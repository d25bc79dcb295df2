//! Ingest job state and reportable status snapshots.

use chrono::{DateTime, Utc};
use serde::Serialize;

use crate::feed::ExportMode;

/// Lifecycle of one ingest job.
///
/// `NotStarted` moves to `Running` when ingestion begins, then to
/// exactly one of `Completed` or `Aborted`. No other transitions exist.
#[derive(Debug, Clone, Copy, PartialEq, Eq, Serialize)]
#[serde(rename_all = "snake_case")]
pub enum JobState {
    NotStarted,
    Running,
    Completed,
    Aborted,
}

/// Immutable snapshot of an ingest job, safe to serialize for
/// reporting. Mutating the snapshot never affects the job.
#[derive(Debug, Clone, Serialize)]
pub struct IngestStatus {
    /// Feed file being ingested, as given on the command line.
    pub source: String,
    /// Base name of the feed file.
    pub file_name: String,
    /// Live table the ingest targets.
    pub table: String,
    /// Export mode declared by the feed.
    pub export_mode: ExportMode,
    /// Current lifecycle state.
    pub state: JobState,
    /// When ingestion began, if it has.
    pub started_at: Option<DateTime<Utc>>,
    /// When ingestion completed. Stays unset on an aborted run.
    pub finished_at: Option<DateTime<Utc>>,
    /// When ingestion aborted, if it did.
    pub abort_time: Option<DateTime<Utc>>,
    /// Records decoded so far.
    pub records_ingested: i64,
    /// Estimated total records, from the compressed file size.
    pub records_expected: u64,
    /// Fraction of the estimate ingested so far.
    pub progress: f64,
}

impl IngestStatus {
    /// Wall-clock duration of the job so far, in seconds.
    pub fn elapsed_secs(&self) -> Option<i64> {
        let started = self.started_at?;
        let end = self
            .finished_at
            .or(self.abort_time)
            .unwrap_or_else(Utc::now);
        Some((end - started).num_seconds())
    }
}

#[cfg(test)]
mod tests {
    use super::*;

    fn status(state: JobState) -> IngestStatus {
        IngestStatus {
            source: "feeds/artist.tbz".to_string(),
            file_name: "artist.tbz".to_string(),
            table: "artist".to_string(),
            export_mode: ExportMode::Full,
            state,
            started_at: None,
            finished_at: None,
            abort_time: None,
            records_ingested: 0,
            records_expected: 0,
            progress: 0.0,
        }
    }

    #[test]
    fn test_status_serializes() {
        let mut snapshot = status(JobState::Running);
        snapshot.started_at = Some(Utc::now());
        snapshot.records_ingested = 1_000;
        snapshot.records_expected = 499_999;
        snapshot.progress = 1_000.0 / 499_999.0;
        let json = serde_json::to_string(&snapshot).unwrap();
        assert!(json.contains("\"state\":\"running\""));
        assert!(json.contains("\"table\":\"artist\""));
        assert!(json.contains("\"file_name\":\"artist.tbz\""));
        assert!(json.contains("\"abort_time\":null"));
    }

    #[test]
    fn test_elapsed_none_before_start() {
        assert!(status(JobState::NotStarted).elapsed_secs().is_none());
    }

    #[test]
    fn test_elapsed_ends_at_abort_time() {
        let mut snapshot = status(JobState::Aborted);
        let start = Utc::now() - chrono::Duration::seconds(600);
        snapshot.started_at = Some(start);
        snapshot.abort_time = Some(start + chrono::Duration::seconds(42));
        assert_eq!(snapshot.elapsed_secs(), Some(42));
    }
}
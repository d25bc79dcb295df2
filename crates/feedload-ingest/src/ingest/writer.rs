//! Multi-row insert assembly and concurrent batch dispatch.

use std::collections::HashSet;
use std::sync::Arc;

use feedload_common::{DbError, FeedloadError, Result};
use tokio::task::JoinHandle;
use tracing::{error, warn};

use crate::db::{Dialect, SqlExecutor};
use crate::feed::{FeedMetadata, Row};

/// How a batch lands on rows whose primary key already exists.
#[derive(Debug, Clone, Copy, PartialEq, Eq)]
pub enum WriteDisposition {
    /// Plain insert; a key conflict is an integrity violation.
    Append,
    /// Rows conflicting on the primary key are skipped.
    SkipConflicts,
    /// Rows conflicting on the primary key replace the existing row.
    Replace,
}

impl WriteDisposition {
    /// Pick the disposition for an ingest. Native replace is only
    /// available where the dialect has a REPLACE form; elsewhere
    /// incremental loads fall back to conflict skipping.
    pub fn resolve(dialect: Dialect, incremental: bool, skip_key_violators: bool) -> Self {
        if incremental && dialect.supports_native_replace() {
            WriteDisposition::Replace
        } else if skip_key_violators {
            WriteDisposition::SkipConflicts
        } else {
            WriteDisposition::Append
        }
    }
}

/// Builds multi-row insert statements for one feed schema.
pub struct BatchWriter {
    dialect: Dialect,
    disposition: WriteDisposition,
    column_names: Vec<String>,
    primary_key: Vec<String>,
    primary_key_indexes: Vec<usize>,
}

impl BatchWriter {
    pub fn new(dialect: Dialect, disposition: WriteDisposition, metadata: &FeedMetadata) -> Self {
        Self {
            dialect,
            disposition,
            column_names: metadata.column_names.clone(),
            primary_key: metadata.primary_key.clone(),
            primary_key_indexes: metadata.primary_key_indexes.clone(),
        }
    }

    /// Assemble one multi-row statement for `rows`, or `None` for an
    /// empty batch.
    ///
    /// When the feed has a primary key, rows duplicated on the key
    /// within the batch are collapsed to the last occurrence, since a
    /// later row supersedes an earlier one within the same export.
    /// Without a primary key every row is kept.
    pub fn insert_statement(&self, table: &str, rows: &[Row]) -> Option<String> {
        let kept = self.dedup_keep_last(rows);
        if kept.is_empty() {
            return None;
        }

        let command = match self.disposition {
            WriteDisposition::Replace => "REPLACE",
            WriteDisposition::Append | WriteDisposition::SkipConflicts => "INSERT",
        };
        let ignore = if self.disposition == WriteDisposition::SkipConflicts
            && self.dialect.supports_native_replace()
        {
            " IGNORE"
        } else {
            ""
        };

        let mut sql = format!(
            "{}{} INTO {} ({}) VALUES ",
            command,
            ignore,
            table,
            self.column_names.join(", ")
        );
        for (i, row) in kept.iter().enumerate() {
            if i > 0 {
                sql.push_str(", ");
            }
            sql.push('(');
            for (j, value) in row.iter().take(self.column_names.len()).enumerate() {
                if j > 0 {
                    sql.push_str(", ");
                }
                sql.push_str(&self.dialect.escape_literal(value.as_deref()));
            }
            sql.push(')');
        }

        if self.disposition == WriteDisposition::SkipConflicts
            && !self.dialect.supports_native_replace()
            && !self.primary_key.is_empty()
        {
            sql.push_str(&format!(
                " ON CONFLICT ({}) DO NOTHING",
                self.primary_key.join(",")
            ));
        }

        Some(sql)
    }

    fn dedup_keep_last<'a>(&self, rows: &'a [Row]) -> Vec<&'a Row> {
        if self.primary_key_indexes.is_empty() {
            return rows.iter().collect();
        }
        let mut seen: HashSet<Vec<&Option<String>>> = HashSet::new();
        let mut kept_rev: Vec<&Row> = Vec::with_capacity(rows.len());
        for row in rows.iter().rev() {
            let key: Vec<&Option<String>> = self
                .primary_key_indexes
                .iter()
                .filter_map(|&i| row.get(i))
                .collect();
            if seen.insert(key) {
                kept_rev.push(row);
            }
        }
        kept_rev.reverse();
        kept_rev
    }
}

/// Fixed-width pool of in-flight batch statements.
///
/// Dispatch busy-polls the slots round-robin, yielding to the runtime
/// between sweeps, until one frees up. This deliberately trades a
/// little scheduler churn for strictly bounded in-flight statements
/// and strictly ordered dispatch.
///
/// A fatal error surfacing at dispatch time aborts the ingest. Drain
/// behavior is caller-chosen: a concurrent pool drains leniently (its
/// remaining statements were already dispatched, so late failures are
/// only logged), while a sequential pool must surface them — there the
/// drained statement is the final one of the run, and swallowing its
/// failure would ship an incomplete table as a success.
pub struct BatchPool {
    db: Arc<dyn SqlExecutor>,
    slots: Vec<Option<JoinHandle<std::result::Result<u64, DbError>>>>,
    next: usize,
}

impl BatchPool {
    pub fn new(db: Arc<dyn SqlExecutor>, width: usize) -> Self {
        Self {
            db,
            slots: (0..width.max(1)).map(|_| None).collect(),
            next: 0,
        }
    }

    /// Dispatch one statement, waiting for a free slot first.
    pub async fn dispatch(&mut self, sql: String) -> Result<()> {
        let slot = self.acquire_slot().await?;
        let db = Arc::clone(&self.db);
        self.slots[slot] = Some(tokio::spawn(async move { db.execute(&sql).await }));
        self.next = (slot + 1) % self.slots.len();
        Ok(())
    }

    async fn acquire_slot(&mut self) -> Result<usize> {
        loop {
            for offset in 0..self.slots.len() {
                let idx = (self.next + offset) % self.slots.len();
                let finished = match &self.slots[idx] {
                    None => return Ok(idx),
                    Some(handle) => handle.is_finished(),
                };
                if finished {
                    if let Some(handle) = self.slots[idx].take() {
                        Self::settle(handle, true).await?;
                    }
                    return Ok(idx);
                }
            }
            tokio::task::yield_now().await;
        }
    }

    /// Wait out all in-flight statements. With `raise_fatal` set, a
    /// fatal failure aborts the drain; otherwise failures are logged
    /// and the drain completes.
    pub async fn drain(&mut self, raise_fatal: bool) -> Result<()> {
        for slot in &mut self.slots {
            if let Some(handle) = slot.take() {
                Self::settle(handle, raise_fatal).await?;
            }
        }
        Ok(())
    }

    async fn settle(
        handle: JoinHandle<std::result::Result<u64, DbError>>,
        raise_fatal: bool,
    ) -> Result<()> {
        let outcome = handle
            .await
            .map_err(|e| FeedloadError::Db(DbError::Fatal(format!("batch task failed: {}", e))))?;
        match outcome {
            Ok(_) => Ok(()),
            Err(err) if err.is_fatal() && raise_fatal => Err(err.into()),
            Err(err) if err.is_fatal() => {
                error!(%err, "Batch statement failed during drain");
                Ok(())
            }
            Err(err) => {
                warn!(%err, "Batch statement reported a non-fatal error");
                Ok(())
            }
        }
    }
}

· · · ·

--- The problem ---
Sift through the material above and copy each line that holds "usize".

--- Expected answer ---
    primary_key_indexes: Vec<usize>,
    next: usize,
    pub fn new(db: Arc<dyn SqlExecutor>, width: usize) -> Self {
    async fn acquire_slot(&mut self) -> Result<usize> {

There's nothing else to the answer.